In the front of multivariate nonstationary extreme data, the focus lies on multi-channel epilepsy data. Epilepsy is a chronic neurological disorder affecting more than 50 million people globally. An epileptic seizure acts like a temporary shock to the neuronal system, disrupting normal electrical activity in the brain. Epilepsy is frequently diagnosed with EEGs. Current statistical approaches for analyzing EEGs use spectral and coherence analysis, which do not focus on extreme behavior in EEGs (such as bursts in amplitude), neglecting that neuronal oscillations exhibit non-Gaussian heavy-tailed probability distributions. To overcome this limitation, this dissertation proposes new approaches to characterize brain connectivity based on extremal features of EEG signals. Two extreme-valued methods to study alterations in the brain network are proposed.
One method is Conex-Connect, a pioneering approach linking the extreme amplitudes of a reference EEG channel with the other channels in the brain network. The other method is Club Exco, which clusters multi-channel EEG data based on a spherical k-means procedure applied to the "pseudo-angles," derived from extreme amplitudes of EEG signals. Both methods provide new insights into how the brain network organizes itself during an extreme event, such as an epileptic seizure, in contrast to a baseline state.

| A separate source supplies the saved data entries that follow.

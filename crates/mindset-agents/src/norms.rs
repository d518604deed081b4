//! Runtime status of the norms an agent knows.
//!
//! A norm is *applied* on the ticks it is the one being executed and
//! *violated* on the ticks it was applicable but something else was chosen.
//! A violation is remembered for the norm's declared lifetime, after which
//! both the violation and any sanction for it are forgotten.

use std::collections::BTreeMap;

use serde::{Deserialize, Serialize};

/// Violation lifetime used when a norm declares none.
pub const DEFAULT_VIOLATION_LIFETIME: u32 = 1;

/// Per-norm runtime flags.
#[derive(Debug, Clone, Copy, Default, PartialEq, Eq, Serialize, Deserialize)]
pub struct NormStatus {
    /// The norm was applicable but not followed.
    pub violated: bool,
    /// The norm was followed.
    pub applied: bool,
    /// A sanction or reward was already issued for the current status.
    pub sanctioned: bool,
    /// Remaining ticks of the current status. `None` when not counting.
    pub countdown: Option<i64>,
}

impl NormStatus {
    /// Mark as violated for `lifetime` ticks.
    pub fn mark_violated(&mut self, lifetime: Option<u32>) {
        self.violated = true;
        self.applied = false;
        self.countdown = Some(i64::from(lifetime.unwrap_or(DEFAULT_VIOLATION_LIFETIME)));
    }

    /// Mark as applied. The flag clears together with any sanction on the
    /// next lifetime update.
    pub const fn mark_applied(&mut self) {
        self.applied = true;
        self.violated = false;
        self.countdown = Some(-1);
    }

    /// Advance the violation countdown by one tick.
    pub fn tick(&mut self) {
        let Some(mut remaining) = self.countdown else {
            return;
        };
        if self.violated {
            remaining = remaining.saturating_sub(1);
        }
        if remaining < 0 {
            self.violated = false;
            self.sanctioned = false;
            self.countdown = None;
        } else {
            self.countdown = Some(remaining);
        }
    }
}

/// Statuses of every norm known to one agent, keyed by norm name.
#[derive(Debug, Clone, Default, Serialize, Deserialize)]
pub struct NormBook {
    statuses: BTreeMap<String, NormStatus>,
}

impl NormBook {
    /// Create an empty book.
    pub const fn new() -> Self {
        Self {
            statuses: BTreeMap::new(),
        }
    }

    /// Status of `norm`, if it was ever tracked.
    pub fn get(&self, norm: &str) -> Option<&NormStatus> {
        self.statuses.get(norm)
    }

    /// Status of `norm`, created on first use.
    pub fn entry(&mut self, norm: &str) -> &mut NormStatus {
        self.statuses.entry(norm.to_owned()).or_default()
    }

    /// True if `norm` is currently violated.
    pub fn is_violated(&self, norm: &str) -> bool {
        self.get(norm).is_some_and(|status| status.violated)
    }

    /// True if `norm` is currently applied.
    pub fn is_applied(&self, norm: &str) -> bool {
        self.get(norm).is_some_and(|status| status.applied)
    }

    /// Clear every sanctioned flag.
    pub fn reset_sanctions(&mut self) {
        for status in self.statuses.values_mut() {
            status.sanctioned = false;
        }
    }

    /// Advance every countdown by one tick.
    pub fn tick(&mut self) {
        for status in self.statuses.values_mut() {
            status.tick();
        }
    }

    /// Iterate over `(norm, status)` pairs.
    pub fn iter(&self) -> impl Iterator<Item = (&str, &NormStatus)> {
        self.statuses.iter().map(|(name, status)| (name.as_str(), status))
    }
}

Matheus Guerrero is a Ph.D. Candidate in Statistics at the King Abdullah University of Science and Technology (KAUST). His research bridges time series and extreme value theory with applications in neuroscience and finance. Matheus earned his B.S. degrees in Mathematics and Statistics from the Universidade Federal de Uberlândia, Brazil. He earned his M.S. degree in Statistics from the Universidade Federal de Minas Gerais, Brazil, in 2018. Matheus has a broad experience in finance. In 2012, he was awarded a scholarship by the Banco do Brasil to study at the Universidade do Minho, Portugal. From 2010 to 2015, he worked as a pricing analyst in the Treasury Department of Banco Triângulo; a financial conglomerate specialized in providing funding and financial services for the entire Brazilian retail chain. At KAUST, he expanded his experience on time series applications by developing realistic statistical models for brain connectivity in the presence of shocks and extreme behavior.